If UBER token holders receive cash flows and have the power to govern the future of the business, then it should just be a tokenized Uber equity with more utilities, or else one of the assets is going to be rendered worthless.
Also, focusing too much on growth hacking instead of the product tends to produce unsustainable gamification mechanics or worse, ponzinomics — but that’s for a different post.
The Token Endgame is: Tokenized Equity
Like it or not, for application layer projects, even if one is chain-agnostic, the endgame is to make your token as equity-like as possible. I don’t believe that value can accrue to both equity and tokens if both exist. This might be temporarily possible in an UpOnly environment, but when shits hit the fan, the tokens will be discarded first.
Some might argue that accruing value to both is possible if the tokens have proper “value accrual mechanics” — fancy-schmancy words, but all of the mechanics that might make your token have values will make it “equity-like” or render the equity useless. At that point, for god sake just pick one and decide.
So the next time you look at a project, ask yourself: do I actually “own” the project and the cash flow/governance associated with it, or am I simply a side piece.

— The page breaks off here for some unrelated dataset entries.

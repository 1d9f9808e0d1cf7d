//! Stop strategy engine

use super::{Candidate, Decision, HoldReason, MarketState, StopDecision, StrategyTag};
use crate::config::{StopLossConfig, StrategiesConfig};
use crate::exchange::{Position, Side};
use crate::volatility::VolatilityEstimate;
use rust_decimal::{Decimal, RoundingStrategy};
use std::collections::HashMap;

/// Best price seen for an open position
#[derive(Debug, Clone)]
struct TrailingState {
    side: Side,
    entry_price: Decimal,
    best_price: Decimal,
}

/// Computes stop candidates per strategy and picks the final stop
pub struct StopStrategyEngine {
    params: StopLossConfig,
    enabled: StrategiesConfig,
    trailing: HashMap<String, TrailingState>,
    sequence: u64,
}

impl StopStrategyEngine {
    /// Create a new engine
    pub fn new(params: StopLossConfig, enabled: StrategiesConfig) -> Self {
        Self {
            params,
            enabled,
            trailing: HashMap::new(),
            sequence: 0,
        }
    }

    /// Decide the stop for `position` at the given market state
    ///
    /// Returns `None` for a position without size. `volatility` is `None`
    /// when there was not enough history, in which case ATR is skipped.
    pub fn decide(
        &mut self,
        position: &Position,
        market: &MarketState,
        volatility: Option<&VolatilityEstimate>,
    ) -> Option<Decision> {
        if !position.is_open() {
            return None;
        }

        let side = position.side;
        let sign = side.protective_sign();
        let entry = position.entry_price;
        let price = market.price;
        let mut raw: Vec<(StrategyTag, Decimal)> = Vec::new();

        let best = self.update_trailing(position, price);

        if self.enabled.atr {
            if let Some(estimate) = volatility {
                raw.push((
                    StrategyTag::Atr,
                    entry + sign * estimate.value * self.params.atr_multiplier,
                ));
            }
        }

        if self.enabled.percentage {
            raw.push((
                StrategyTag::Percentage,
                entry + sign * entry * self.params.risk_percentage,
            ));
        }

        if self.enabled.trailing {
            raw.push((
                StrategyTag::Trailing,
                best + sign * best * self.params.trailing_stop_percentage,
            ));
        }

        if let Some(breakeven) = self.breakeven_price(position) {
            if self.enabled.breakeven {
                raw.push((StrategyTag::Breakeven, breakeven));
            }
            if self.enabled.profit_step {
                if let Some(step) = self.profit_step_price(position, breakeven) {
                    raw.push((StrategyTag::ProfitStep, step));
                }
            }
        }

        if self.enabled.initial_cap && position.stop_price.is_none() {
            raw.push((
                StrategyTag::InitialCap,
                entry + sign * entry * self.params.max_initial_distance,
            ));
        }

        let candidates: Vec<Candidate> = raw
            .into_iter()
            .map(|(strategy, stop)| {
                let stop = self.round(stop);
                Candidate {
                    strategy,
                    price: stop,
                    valid: self.is_valid(side, stop, price),
                }
            })
            .collect();

        if candidates.is_empty() {
            return Some(Decision::Hold(HoldReason::NoCandidates));
        }

        // Most protective valid stop: highest for long, lowest for short
        let chosen = candidates
            .iter()
            .filter(|c| c.valid)
            .fold(None::<&Candidate>, |acc, c| match acc {
                Some(best) if !side.is_tighter(c.price, best.price) => Some(best),
                _ => Some(c),
            })
            .copied();

        let Some(chosen) = chosen else {
            tracing::debug!(
                symbol = %position.symbol,
                price = %price,
                candidates = candidates.len(),
                "No valid stop candidate"
            );
            return Some(Decision::Hold(HoldReason::NoValidCandidate));
        };

        self.sequence += 1;
        Some(Decision::Stop(StopDecision {
            symbol: position.symbol.clone(),
            side,
            stop_price: chosen.price,
            strategy: chosen.strategy,
            sequence: self.sequence,
            computed_at: market.timestamp,
            candidates,
        }))
    }

    /// Drop trailing state for a closed position
    pub fn forget(&mut self, symbol: &str) {
        self.trailing.remove(symbol);
    }

    /// Best price tracked for `symbol`
    pub fn best_price(&self, symbol: &str) -> Option<Decimal> {
        self.trailing.get(symbol).map(|t| t.best_price)
    }

    /// Symbols with trailing state
    pub fn tracked_symbols(&self) -> impl Iterator<Item = &str> {
        self.trailing.keys().map(String::as_str)
    }

    /// Round-trip taker fee for the whole position
    pub fn round_trip_fee(&self, position: &Position) -> Decimal {
        Decimal::TWO * position.notional() * self.params.taker_fee_rate
    }

    /// Unrealized PnL after round-trip fees
    pub fn net_profit(&self, position: &Position) -> Decimal {
        position.unrealized_pnl - self.round_trip_fee(position)
    }

    fn update_trailing(&mut self, position: &Position, price: Decimal) -> Decimal {
        let state = self
            .trailing
            .entry(position.symbol.clone())
            .or_insert_with(|| TrailingState {
                side: position.side,
                entry_price: position.entry_price,
                best_price: position.entry_price,
            });

        // Reopened position: start over from the new entry
        if state.side != position.side || state.entry_price != position.entry_price {
            tracing::debug!(symbol = %position.symbol, "Position changed, resetting trailing state");
            *state = TrailingState {
                side: position.side,
                entry_price: position.entry_price,
                best_price: position.entry_price,
            };
        }

        if position.side.is_more_favorable(price, state.best_price) {
            state.best_price = price;
        }
        state.best_price
    }

    /// Breakeven-plus-fee stop once net profit clears the threshold
    fn breakeven_price(&self, position: &Position) -> Option<Decimal> {
        let net = self.net_profit(position);
        let threshold = self.params.breakeven_threshold * position.notional();
        if net <= Decimal::ZERO || net <= threshold {
            return None;
        }
        let entry = position.entry_price;
        let fee_per_unit = Decimal::TWO * entry * self.params.taker_fee_rate;
        let offset = fee_per_unit + entry * self.params.breakeven_buffer;
        Some(entry - position.side.protective_sign() * offset)
    }

    /// Breakeven moved by every whole profit step earned
    fn profit_step_price(&self, position: &Position, breakeven: Decimal) -> Option<Decimal> {
        let step_value = position.notional() * self.params.profit_step;
        if step_value <= Decimal::ZERO {
            return None;
        }
        let steps = (self.net_profit(position) / step_value).floor();
        if steps < Decimal::ONE {
            return None;
        }
        let locked_per_unit = steps * step_value / position.quantity;
        Some(breakeven - position.side.protective_sign() * locked_per_unit)
    }

    fn round(&self, price: Decimal) -> Decimal {
        match self.params.price_precision {
            Some(dp) => price.round_dp_with_strategy(dp, RoundingStrategy::MidpointAwayFromZero),
            None => price,
        }
    }

    fn is_valid(&self, side: Side, stop: Decimal, price: Decimal) -> bool {
        let distance = match side {
            Side::Long => price - stop,
            Side::Short => stop - price,
        };
        distance > Decimal::ZERO && distance >= price * self.params.min_stop_distance
    }
}

/// Whether a proposed stop is worth sending to the exchange
///
/// Always true with nothing placed. Otherwise the move must exceed
/// `min_move` and, unless `allow_loosening`, must tighten the stop.
pub fn needs_adjustment(
    placed: Option<Decimal>,
    proposed: Decimal,
    side: Side,
    min_move: Decimal,
    allow_loosening: bool,
) -> bool {
    let Some(placed) = placed else {
        return true;
    };
    if (proposed - placed).abs() <= min_move {
        return false;
    }
    allow_loosening || side.is_tighter(proposed, placed)
}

Fortunately, some protocols are leaning more and more towards this direction whereby all value accrual is going to the token holders. But of course, they have to be careful in describing said mechanics to make sure that their tokens are not deemed as securities. Not. A. Dividend.
This is primarily the regulators’ fault. For the first time, crypto opened up a way to organize capital and run organizations in a truly global and decentralized manner. Not adapting to new technologies or trying to implement archaic laws will impede the growth of the space and cause mispricing in the crypto market.
I am, however, still positive that the regulatory frameworks will eventually catch up and be on the side of innovators. It might not start with the developed countries due to their self-interests, but we’ll eventually get there.
So What’s The Conclusion?
I’m no securities or legal expert but web 3.0 founders need to balance:
how “equity-like” their token is while making sure it’s useful
where to market & sell their token
create a truly remarkable product that people love even without the token
The token is not the product, but it needs to enhance the product.
Unfortunately, achieving decentralization via token is one of the easiest ways to claim that you’ve enhanced the product, but properly doing so might make your token too “equity-like”. So your best bet is most likely to target Emerging Markets where the laws might be more friendly and raise the majority of your capital from accredited investors and HNWs.
This also means that the true level of decentralization and incentives of a project will be tested. I’m a believer that it is not only about code, tech, or governance (such as who are multi-sig holders), but true decentralization also means who are the penultimate owners of the project and the recipient of the cash flow.
If I own 10% of Apple stock, even if the stock goes down by 50%, that still means that I own 10% of the company and everything that’s associated with that ownership. If I own 10% of UNI total supply, and the token goes down by 50%, what do I actually own…? (For now, it’s the promise of a future value).
Until owning a token becomes as simple as owning Apple, we have a long way to go.
Letting Go of Control
This past week, I caught Covid. I’ve been avoiding it like a ninja for the past two years but it eventually got a hold of me. I didn’t feel too much pain, but it still wasn’t enjoyable. As I was laying on my bed, I opened TikTok in an effort to stay relevant with the GenZ when I came across a beautiful post in which a guy responded to the question: “When have you felt your weakest?” with “when I started taking my current relationship seriously; if you’re trying to build something with another person, you need to drop the belief that you have full control over everything”. Crypto people are some of the most driven, hardworking, and ambitious cohorts that I’ve ever met. Oftentimes, these traits tie closely with having the belief that you have total control in life.
To foster my most meaningful relationships, I’m learning to let go of control.